Despite major drops in the market in the past six months and higher-than-normal volatility, Betterment is set to have its best month ever in March, co-founder and chief executive officer Jon Stein told BuzzFeed News.
"January was our best month ever, we grew customers faster, we also grew assets faster than ever before," he said. "In March, it's going to be our best month ever, we just keep growing faster."
Swedish investment firm Kinnevik invested in the company for the first time in the new funding round, which also included earlier investors Bessemer Venture Partners, Menlo Ventures, Anthemis Group, and Francisco Partners
Stein said that the company still has money left over from its last funding round, and that the new money will be used to expand its offerings to clients.
Betterment's software helps customers manage their investments, creating custom portfolios based on factors including age and risk tolerance. The software also adjusts the composition of investment portfolios over time. Betterment invests its users' money into exchange traded funds that reflect broad categories of stocks and bonds, and charges an annual fee of .15% to .35% of assets.
Betterment last raised money in 2015, garnering a valuation of $500 million after a round led Francisco Partners.
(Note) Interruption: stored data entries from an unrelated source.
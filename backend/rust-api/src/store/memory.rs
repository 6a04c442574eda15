use async_trait::async_trait;
use chrono::Utc;
use std::collections::{BTreeMap, HashMap, HashSet};
use std::sync::Mutex;

use super::{QuizStore, StoreError, StoreResult};
use crate::models::{
    Choice, Question, Quiz, UserQuizAttempt, UserQuizAttemptAnswer, UserQuizAttemptQuestion,
    UserQuizRegistration, UserQuizScore,
};

#[derive(Default)]
struct Inner {
    counters: HashMap<String, i64>,
    quizzes: BTreeMap<i64, Quiz>,
    questions: BTreeMap<i64, Question>,
    choices: BTreeMap<i64, Choice>,
    registrations: HashMap<String, UserQuizRegistration>,
    attempts: BTreeMap<i64, UserQuizAttempt>,
    attempt_questions: HashSet<String>,
    attempt_answers: Vec<UserQuizAttemptAnswer>,
    scores: HashMap<i64, UserQuizScore>,
}

impl Inner {
    fn next_seq(&mut self, name: &str) -> i64 {
        let counter = self.counters.entry(name.to_string()).or_insert(0);
        *counter += 1;
        *counter
    }
}

/// In-memory `QuizStore` with the same id/order sequencing and
/// uniqueness semantics as the Mongo backend. Backs the test suite and
/// store-less local runs.
#[derive(Default)]
pub struct InMemoryStore {
    inner: Mutex<Inner>,
}

impl InMemoryStore {
    pub fn new() -> Self {
        Self::default()
    }
}

#[async_trait]
impl QuizStore for InMemoryStore {
    async fn ping(&self) -> StoreResult<()> {
        Ok(())
    }

    async fn insert_quiz(
        &self,
        user_id: i64,
        title: &str,
        description: Option<&str>,
        question_count: Option<u32>,
    ) -> StoreResult<Quiz> {
        let mut inner = self.inner.lock().unwrap();
        let quiz = Quiz {
            id: inner.next_seq("quizzes"),
            user_id,
            title: title.to_string(),
            description: description.map(str::to_string),
            question_count,
        };
        inner.quizzes.insert(quiz.id, quiz.clone());
        Ok(quiz)
    }

    async fn find_quiz(&self, quiz_id: i64) -> StoreResult<Option<Quiz>> {
        Ok(self.inner.lock().unwrap().quizzes.get(&quiz_id).cloned())
    }

    async fn update_quiz(
        &self,
        quiz_id: i64,
        title: Option<&str>,
        description: Option<&str>,
    ) -> StoreResult<Option<Quiz>> {
        let mut inner = self.inner.lock().unwrap();
        let Some(quiz) = inner.quizzes.get_mut(&quiz_id) else {
            return Ok(None);
        };
        if let Some(title) = title {
            quiz.title = title.to_string();
        }
        if let Some(description) = description {
            quiz.description = Some(description.to_string());
        }
        Ok(Some(quiz.clone()))
    }

    async fn list_quizzes(&self, offset: u64, limit: i64) -> StoreResult<(Vec<Quiz>, u64)> {
        let inner = self.inner.lock().unwrap();
        let total = inner.quizzes.len() as u64;
        let quizzes = inner
            .quizzes
            .values()
            .skip(offset as usize)
            .take(limit.max(0) as usize)
            .cloned()
            .collect();
        Ok((quizzes, total))
    }

    async fn insert_question(&self, quiz_id: i64, text: &str) -> StoreResult<Question> {
        let mut inner = self.inner.lock().unwrap();
        let order = inner.next_seq(&format!("questions:{}:order", quiz_id)) as u32;
        let question = Question {
            id: inner.next_seq("questions"),
            quiz_id,
            text: text.to_string(),
            order,
        };
        inner.questions.insert(question.id, question.clone());
        Ok(question)
    }

    async fn find_question(&self, question_id: i64) -> StoreResult<Option<Question>> {
        Ok(self
            .inner
            .lock()
            .unwrap()
            .questions
            .get(&question_id)
            .cloned())
    }

    async fn list_questions(&self, quiz_id: i64) -> StoreResult<Vec<Question>> {
        let inner = self.inner.lock().unwrap();
        Ok(inner
            .questions
            .values()
            .filter(|q| q.quiz_id == quiz_id)
            .cloned()
            .collect())
    }

    async fn list_questions_page(
        &self,
        quiz_id: i64,
        offset: u64,
        limit: i64,
    ) -> StoreResult<(Vec<Question>, u64)> {
        let inner = self.inner.lock().unwrap();
        let all: Vec<Question> = inner
            .questions
            .values()
            .filter(|q| q.quiz_id == quiz_id)
            .cloned()
            .collect();
        let total = all.len() as u64;
        let page = all
            .into_iter()
            .skip(offset as usize)
            .take(limit.max(0) as usize)
            .collect();
        Ok((page, total))
    }

    async fn insert_choice(
        &self,
        question_id: i64,
        text: &str,
        is_correct: bool,
    ) -> StoreResult<Choice> {
        let mut inner = self.inner.lock().unwrap();
        let order = inner.next_seq(&format!("choices:{}:order", question_id)) as u32;
        let choice = Choice {
            id: inner.next_seq("choices"),
            question_id,
            text: text.to_string(),
            is_correct,
            order,
        };
        inner.choices.insert(choice.id, choice.clone());
        Ok(choice)
    }

    async fn list_choices(&self, question_id: i64) -> StoreResult<Vec<Choice>> {
        let inner = self.inner.lock().unwrap();
        Ok(inner
            .choices
            .values()
            .filter(|c| c.question_id == question_id)
            .cloned()
            .collect())
    }

    async fn find_choice(&self, choice_id: i64) -> StoreResult<Option<Choice>> {
        Ok(self.inner.lock().unwrap().choices.get(&choice_id).cloned())
    }

    async fn insert_registration(
        &self,
        user_id: i64,
        quiz_id: i64,
    ) -> StoreResult<UserQuizRegistration> {
        let mut inner = self.inner.lock().unwrap();
        let key = UserQuizRegistration::key(user_id, quiz_id);
        if inner.registrations.contains_key(&key) {
            return Err(StoreError::Duplicate(key));
        }
        let registration = UserQuizRegistration {
            id: key.clone(),
            user_id,
            quiz_id,
            registered_at: Utc::now(),
        };
        inner.registrations.insert(key, registration.clone());
        Ok(registration)
    }

    async fn find_registration(
        &self,
        user_id: i64,
        quiz_id: i64,
    ) -> StoreResult<Option<UserQuizRegistration>> {
        let inner = self.inner.lock().unwrap();
        Ok(inner
            .registrations
            .get(&UserQuizRegistration::key(user_id, quiz_id))
            .cloned())
    }

    async fn list_registrations(&self, user_id: i64) -> StoreResult<Vec<UserQuizRegistration>> {
        let inner = self.inner.lock().unwrap();
        let mut registrations: Vec<UserQuizRegistration> = inner
            .registrations
            .values()
            .filter(|r| r.user_id == user_id)
            .cloned()
            .collect();
        registrations.sort_by_key(|r| r.quiz_id);
        Ok(registrations)
    }

    async fn insert_attempt(&self, user_id: i64, quiz_id: i64) -> StoreResult<UserQuizAttempt> {
        let mut inner = self.inner.lock().unwrap();
        let attempt = UserQuizAttempt {
            id: inner.next_seq("user_quiz_attempts"),
            user_id,
            quiz_id,
            attempted_at: Utc::now(),
            is_submit: false,
        };
        inner.attempts.insert(attempt.id, attempt.clone());
        Ok(attempt)
    }

    async fn find_attempt(&self, attempt_id: i64) -> StoreResult<Option<UserQuizAttempt>> {
        Ok(self
            .inner
            .lock()
            .unwrap()
            .attempts
            .get(&attempt_id)
            .cloned())
    }

    async fn find_attempt_for(
        &self,
        user_id: i64,
        quiz_id: i64,
    ) -> StoreResult<Option<UserQuizAttempt>> {
        let inner = self.inner.lock().unwrap();
        Ok(inner
            .attempts
            .values()
            .find(|a| a.user_id == user_id && a.quiz_id == quiz_id)
            .cloned())
    }

    async fn list_attempts(&self, user_id: i64) -> StoreResult<Vec<UserQuizAttempt>> {
        let inner = self.inner.lock().unwrap();
        Ok(inner
            .attempts
            .values()
            .filter(|a| a.user_id == user_id)
            .cloned()
            .collect())
    }

    async fn claim_attempt_submission(&self, attempt_id: i64) -> StoreResult<bool> {
        let mut inner = self.inner.lock().unwrap();
        match inner.attempts.get_mut(&attempt_id) {
            Some(attempt) if !attempt.is_submit => {
                attempt.is_submit = true;
                Ok(true)
            }
            _ => Ok(false),
        }
    }

    async fn insert_attempt_question(&self, attempt_id: i64, question_id: i64) -> StoreResult<()> {
        let mut inner = self.inner.lock().unwrap();
        let key = UserQuizAttemptQuestion::key(attempt_id, question_id);
        if !inner.attempt_questions.insert(key.clone()) {
            return Err(StoreError::Duplicate(key));
        }
        Ok(())
    }

    async fn insert_attempt_answer(&self, answer: &UserQuizAttemptAnswer) -> StoreResult<()> {
        self.inner
            .lock()
            .unwrap()
            .attempt_answers
            .push(answer.clone());
        Ok(())
    }

    async fn insert_score(&self, score: &UserQuizScore) -> StoreResult<()> {
        let mut inner = self.inner.lock().unwrap();
        if inner.scores.contains_key(&score.attempt_id) {
            return Err(StoreError::Duplicate(score.attempt_id.to_string()));
        }
        inner.scores.insert(score.attempt_id, score.clone());
        Ok(())
    }
}

#[cfg(test)]
mod tests {
    use super::*;

    #[tokio::test]
    async fn question_order_is_monotone_per_quiz() {
        let store = InMemoryStore::new();
        let quiz = store.insert_quiz(1, "Quiz", None, None).await.unwrap();
        let other = store.insert_quiz(1, "Other", None, None).await.unwrap();

        let q1 = store.insert_question(quiz.id, "one").await.unwrap();
        let q2 = store.insert_question(quiz.id, "two").await.unwrap();
        let other_q = store.insert_question(other.id, "three").await.unwrap();

        assert_eq!(q1.order, 1);
        assert_eq!(q2.order, 2);
        // A sibling quiz has its own sequence.
        assert_eq!(other_q.order, 1);
    }

    #[tokio::test]
    async fn choice_order_is_monotone_per_question() {
        let store = InMemoryStore::new();
        let quiz = store.insert_quiz(1, "Quiz", None, None).await.unwrap();
        let question = store.insert_question(quiz.id, "q").await.unwrap();

        let orders: Vec<u32> = [
            store.insert_choice(question.id, "a", true).await.unwrap(),
            store.insert_choice(question.id, "b", false).await.unwrap(),
            store.insert_choice(question.id, "c", false).await.unwrap(),
        ]
        .iter()
        .map(|c| c.order)
        .collect();

        assert_eq!(orders, vec![1, 2, 3]);
    }

    #[tokio::test]
    async fn duplicate_registration_is_rejected() {
        let store = InMemoryStore::new();
        store.insert_registration(5, 9).await.unwrap();
        let err = store.insert_registration(5, 9).await.unwrap_err();
        assert!(matches!(err, StoreError::Duplicate(_)));
    }

    #[tokio::test]
    async fn claim_attempt_submission_is_single_shot() {
        let store = InMemoryStore::new();
        let attempt = store.insert_attempt(1, 1).await.unwrap();
        assert!(store.claim_attempt_submission(attempt.id).await.unwrap());
        assert!(!store.claim_attempt_submission(attempt.id).await.unwrap());
        // Unknown attempts are never claimable.
        assert!(!store.claim_attempt_submission(999).await.unwrap());
    }

    #[tokio::test]
    async fn duplicate_attempt_question_is_rejected() {
        let store = InMemoryStore::new();
        store.insert_attempt_question(1, 2).await.unwrap();
        let err = store.insert_attempt_question(1, 2).await.unwrap_err();
        assert!(matches!(err, StoreError::Duplicate(_)));
    }
}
While the company's valuation has risen, it would also have accepted raising money at lower valuation, in what's known as a down-round — a major no-no in Silicon Valley circles.
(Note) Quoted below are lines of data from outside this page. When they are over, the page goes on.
use serde::{Deserialize, Serialize};

/// The staged copy of a quiz held in the session cache for the life of
/// one attempt. Choices carry no `is_correct` flag; it is stripped
/// before staging. Immutable once staged; only the answer map mutates.
///
/// Quiz metadata fields are optional because older staged payloads were
/// written as a bare question list (see `AttemptService::normalize_snapshot`).
#[derive(Debug, Clone, Serialize, Deserialize)]
pub struct Snapshot {
    #[serde(default, skip_serializing_if = "Option::is_none")]
    pub quiz_id: Option<i64>,
    #[serde(default, skip_serializing_if = "Option::is_none")]
    pub title: Option<String>,
    #[serde(default, skip_serializing_if = "Option::is_none")]
    pub description: Option<String>,
    pub questions: Vec<SnapshotQuestion>,
}

#[derive(Debug, Clone, Serialize, Deserialize)]
pub struct SnapshotQuestion {
    pub id: i64,
    pub text: String,
    pub choices: Vec<SnapshotChoice>,
}

#[derive(Debug, Clone, Serialize, Deserialize)]
pub struct SnapshotChoice {
    pub id: i64,
    pub text: String,
}

#[derive(Debug, Serialize, Deserialize)]
pub struct StartAttemptResponse {
    pub attempt_id: i64,
    pub snapshot: Snapshot,
}

#[derive(Debug, Deserialize)]
pub struct StartQuery {
    pub user_id: i64,
    pub num: Option<u32>,
}

#[derive(Debug, Deserialize)]
pub struct AttemptQuery {
    pub attempt_id: i64,
}

#[derive(Debug, Deserialize)]
pub struct AnswerRequest {
    pub question_id: i64,
    pub selected_choice_id: i64,
}

#[derive(Debug, Serialize, Deserialize)]
pub struct AnswerAck {
    pub quiz_attempt_id: i64,
    pub question_id: i64,
    pub choice_id: i64,
    pub message: String,
}

/// Resume payload: the snapshot with every choice annotated with the
/// user's current selection state.
#[derive(Debug, Serialize, Deserialize)]
pub struct AnnotatedSnapshot {
    #[serde(default, skip_serializing_if = "Option::is_none")]
    pub quiz_id: Option<i64>,
    #[serde(default, skip_serializing_if = "Option::is_none")]
    pub title: Option<String>,
    #[serde(default, skip_serializing_if = "Option::is_none")]
    pub description: Option<String>,
    pub questions: Vec<AnnotatedQuestion>,
}

#[derive(Debug, Serialize, Deserialize)]
pub struct AnnotatedQuestion {
    pub id: i64,
    pub text: String,
    pub choices: Vec<AnnotatedChoice>,
}

#[derive(Debug, Serialize, Deserialize)]
pub struct AnnotatedChoice {
    pub id: i64,
    pub text: String,
    pub is_selected: bool,
}

/// Submission body: the client echoes back the annotated snapshot it
/// holds. The scoring engine treats the echoed `is_selected` flags as a
/// legacy convenience only; the server-side answer map wins whenever it
/// is still present (see `ScoringService::submit_attempt`).
#[derive(Debug, Deserialize, Serialize)]
pub struct SubmissionRequest {
    pub questions: Vec<SubmittedQuestion>,
}

#[derive(Debug, Deserialize, Serialize)]
pub struct SubmittedQuestion {
    pub id: i64,
    pub choices: Vec<SubmittedChoice>,
}

#[derive(Debug, Deserialize, Serialize)]
pub struct SubmittedChoice {
    pub id: i64,
    #[serde(default)]
    pub is_selected: bool,
}

#[derive(Debug, Serialize, Deserialize)]
pub struct ScoreReport {
    pub message: String,
    pub score: u32,
    pub total: u32,
}
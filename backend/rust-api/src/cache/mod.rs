use anyhow::{Context, Result};
use async_trait::async_trait;
use redis::aio::ConnectionManager;
use std::collections::HashMap;

use crate::metrics::record_cache_operation;

pub mod memory;

/// Snapshot keys live for one hour.
pub const SNAPSHOT_TTL_SECS: u64 = 3600;

/// Answer maps live for twenty minutes from the FIRST answer write;
/// later writes do not extend the deadline.
pub const ANSWER_TTL_SECS: u64 = 1200;

/// Key of the staged question/choice snapshot for one attempt.
pub fn snapshot_key(quiz_id: i64, attempt_id: i64) -> String {
    format!("quiz:{}:user_quiz_attempts:{}", quiz_id, attempt_id)
}

/// Key of the per-attempt answer hash (question_id -> choice_id).
pub fn answers_key(quiz_id: i64, attempt_id: i64) -> String {
    format!("quiz:{}:user_quiz_attempts:{}:answers", quiz_id, attempt_id)
}

/// The session cache capability. Constructed once at startup and
/// passed explicitly through `AppState`; nothing reaches it through a
/// global. The operations mirror the Redis commands the attempt
/// protocol needs, so a conforming fake is a drop-in for tests.
///
/// `ttl` follows Redis semantics: -2 when the key does not exist,
/// -1 when it exists without an expiry, otherwise remaining seconds.
#[async_trait]
pub trait SessionCache: Send + Sync {
    async fn get(&self, key: &str) -> Result<Option<String>>;
    async fn set_ex(&self, key: &str, value: &str, ttl_secs: u64) -> Result<()>;
    async fn hset(&self, key: &str, field: &str, value: &str) -> Result<()>;
    async fn hgetall(&self, key: &str) -> Result<HashMap<String, String>>;
    async fn exists(&self, key: &str) -> Result<bool>;
    async fn ttl(&self, key: &str) -> Result<i64>;
    async fn expire(&self, key: &str, ttl_secs: u64) -> Result<bool>;
    async fn del(&self, key: &str) -> Result<()>;
    async fn ping(&self) -> Result<()>;
}

/// Redis-backed session cache over a shared `ConnectionManager`.
pub struct RedisSessionCache {
    conn: ConnectionManager,
}

impl RedisSessionCache {
    pub fn new(conn: ConnectionManager) -> Self {
        Self { conn }
    }
}

#[async_trait]
impl SessionCache for RedisSessionCache {
    async fn get(&self, key: &str) -> Result<Option<String>> {
        let mut conn = self.conn.clone();
        let res = redis::cmd("GET")
            .arg(key)
            .query_async::<Option<String>>(&mut conn)
            .await
            .context("Cache GET failed");
        record_cache_operation("get", res.is_ok());
        res
    }

    async fn set_ex(&self, key: &str, value: &str, ttl_secs: u64) -> Result<()> {
        let mut conn = self.conn.clone();
        let res = redis::cmd("SETEX")
            .arg(key)
            .arg(ttl_secs)
            .arg(value)
            .query_async::<()>(&mut conn)
            .await
            .context("Cache SETEX failed");
        record_cache_operation("setex", res.is_ok());
        res
    }

    async fn hset(&self, key: &str, field: &str, value: &str) -> Result<()> {
        let mut conn = self.conn.clone();
        let res = redis::cmd("HSET")
            .arg(key)
            .arg(field)
            .arg(value)
            .query_async::<()>(&mut conn)
            .await
            .context("Cache HSET failed");
        record_cache_operation("hset", res.is_ok());
        res
    }

    async fn hgetall(&self, key: &str) -> Result<HashMap<String, String>> {
        let mut conn = self.conn.clone();
        let res = redis::cmd("HGETALL")
            .arg(key)
            .query_async::<HashMap<String, String>>(&mut conn)
            .await
            .context("Cache HGETALL failed");
        record_cache_operation("hgetall", res.is_ok());
        res
    }

    async fn exists(&self, key: &str) -> Result<bool> {
        let mut conn = self.conn.clone();
        let res = redis::cmd("EXISTS")
            .arg(key)
            .query_async::<bool>(&mut conn)
            .await
            .context("Cache EXISTS failed");
        record_cache_operation("exists", res.is_ok());
        res
    }

    async fn ttl(&self, key: &str) -> Result<i64> {
        let mut conn = self.conn.clone();
        let res = redis::cmd("TTL")
            .arg(key)
            .query_async::<i64>(&mut conn)
            .await
            .context("Cache TTL failed");
        record_cache_operation("ttl", res.is_ok());
        res
    }

    async fn expire(&self, key: &str, ttl_secs: u64) -> Result<bool> {
        let mut conn = self.conn.clone();
        let res = redis::cmd("EXPIRE")
            .arg(key)
            .arg(ttl_secs)
            .query_async::<bool>(&mut conn)
            .await
            .context("Cache EXPIRE failed");
        record_cache_operation("expire", res.is_ok());
        res
    }

    async fn del(&self, key: &str) -> Result<()> {
        let mut conn = self.conn.clone();
        let res = redis::cmd("DEL")
            .arg(key)
            .query_async::<()>(&mut conn)
            .await
            .context("Cache DEL failed");
        record_cache_operation("del", res.is_ok());
        res
    }

    async fn ping(&self) -> Result<()> {
        let mut conn = self.conn.clone();
        redis::cmd("PING")
            .query_async::<String>(&mut conn)
            .await
            .context("Cache PING failed")?;
        Ok(())
    }
}

#[cfg(test)]
mod tests {
    use super::*;

    #[test]
    fn snapshot_key_shape() {
        assert_eq!(snapshot_key(7, 42), "quiz:7:user_quiz_attempts:42");
    }

    #[test]
    fn answers_key_extends_snapshot_key() {
        assert_eq!(
            answers_key(7, 42),
            format!("{}:answers", snapshot_key(7, 42))
        );
    }
}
"A lot of companies are taking down rounds, that’s a fine thing to do," Stein said. "If the market were saying 'Betterment, to raise this money you have to take this down round', we would probably do that."
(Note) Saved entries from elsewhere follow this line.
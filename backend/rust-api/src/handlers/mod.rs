use axum::{
    extract::{Request, State},
    http::{header, HeaderMap, StatusCode},
    middleware::Next,
    response::{IntoResponse, Response},
    Json,
};
use base64::{engine::general_purpose, Engine as _};
use serde_json::json;
use std::sync::Arc;

use crate::metrics;
use crate::services::AppState;

pub mod attempts;
pub mod quizzes;

pub async fn health_check(State(state): State<Arc<AppState>>) -> impl IntoResponse {
    let mut status = "healthy";
    let mut dependencies = serde_json::Map::new();
    let mut all_healthy = true;

    // Check the durable store
    let store_health = match tokio::time::timeout(
        std::time::Duration::from_secs(1),
        state.store.ping(),
    )
    .await
    {
        Ok(Ok(())) => json!({ "status": "healthy" }),
        Ok(Err(e)) => json!({ "status": "unhealthy", "error": format!("Store error: {}", e) }),
        Err(_) => json!({ "status": "unhealthy", "error": "Store timeout after 1s" }),
    };
    if store_health["status"] != "healthy" {
        all_healthy = false;
        status = "degraded";
    }
    dependencies.insert("store".to_string(), store_health);

    // Check the session cache
    let cache_health = match tokio::time::timeout(
        std::time::Duration::from_millis(500),
        state.cache.ping(),
    )
    .await
    {
        Ok(Ok(())) => json!({ "status": "healthy" }),
        Ok(Err(e)) => json!({ "status": "unhealthy", "error": format!("Cache error: {}", e) }),
        Err(_) => json!({ "status": "unhealthy", "error": "Cache timeout after 500ms" }),
    };
    if cache_health["status"] != "healthy" {
        all_healthy = false;
        status = "degraded";
    }
    dependencies.insert("cache".to_string(), cache_health);

    let status_code = if all_healthy {
        StatusCode::OK
    } else {
        StatusCode::SERVICE_UNAVAILABLE
    };

    (
        status_code,
        Json(json!({
            "status": status,
            "service": "quizstage-api",
            "version": env!("CARGO_PKG_VERSION"),
            "dependencies": dependencies
        })),
    )
}

pub async fn metrics_handler() -> impl IntoResponse {
    match metrics::render_metrics() {
        Ok(metrics_text) => (StatusCode::OK, metrics_text),
        Err(e) => (
            StatusCode::INTERNAL_SERVER_ERROR,
            format!("Failed to render metrics: {}", e),
        ),
    }
}

/// Metrics authentication middleware - protects /metrics endpoint with HTTP Basic Auth
pub async fn metrics_auth_middleware(
    headers: HeaderMap,
    request: Request,
    next: Next,
) -> Result<Response, StatusCode> {
    let auth_header = headers
        .get(header::AUTHORIZATION)
        .and_then(|v| v.to_str().ok())
        .ok_or(StatusCode::UNAUTHORIZED)?;

    if !auth_header.starts_with("Basic ") {
        return Err(StatusCode::UNAUTHORIZED);
    }

    // Decode base64 credentials (format: username:password)
    let encoded = &auth_header[6..];
    let decoded = general_purpose::STANDARD
        .decode(encoded)
        .map_err(|_| StatusCode::UNAUTHORIZED)?;
    let credentials = String::from_utf8(decoded).map_err(|_| StatusCode::UNAUTHORIZED)?;

    let expected = std::env::var("METRICS_AUTH").unwrap_or_else(|_| "admin:changeme".to_string());

    if credentials != expected {
        return Err(StatusCode::UNAUTHORIZED);
    }

    Ok(next.run(request).await)
}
The company wouldn't comment on whether or not it's profitable. A spokesperson said only that it is growing "rapidly" and has ramped up its marketing spending — you may have seen some TV ads recently — "to build a large, sustainable financial services company."
The New York City company, which recently allowed external financial advisers to use its software, now has nearly $4 billion in assets under management, the company says. Competitor Wealthfront manages over $3 billion and has 68,000 customers, according to a recent regulatory disclosure. When Wealthfront last raised money in 2014, it was valued at $700 million, a source told Re/Code.
Betterment has also faced competition from incumbent competitors. Industry giant Charles Schwab rolled out an automated investment advisory service, while Vanguard has a similar service.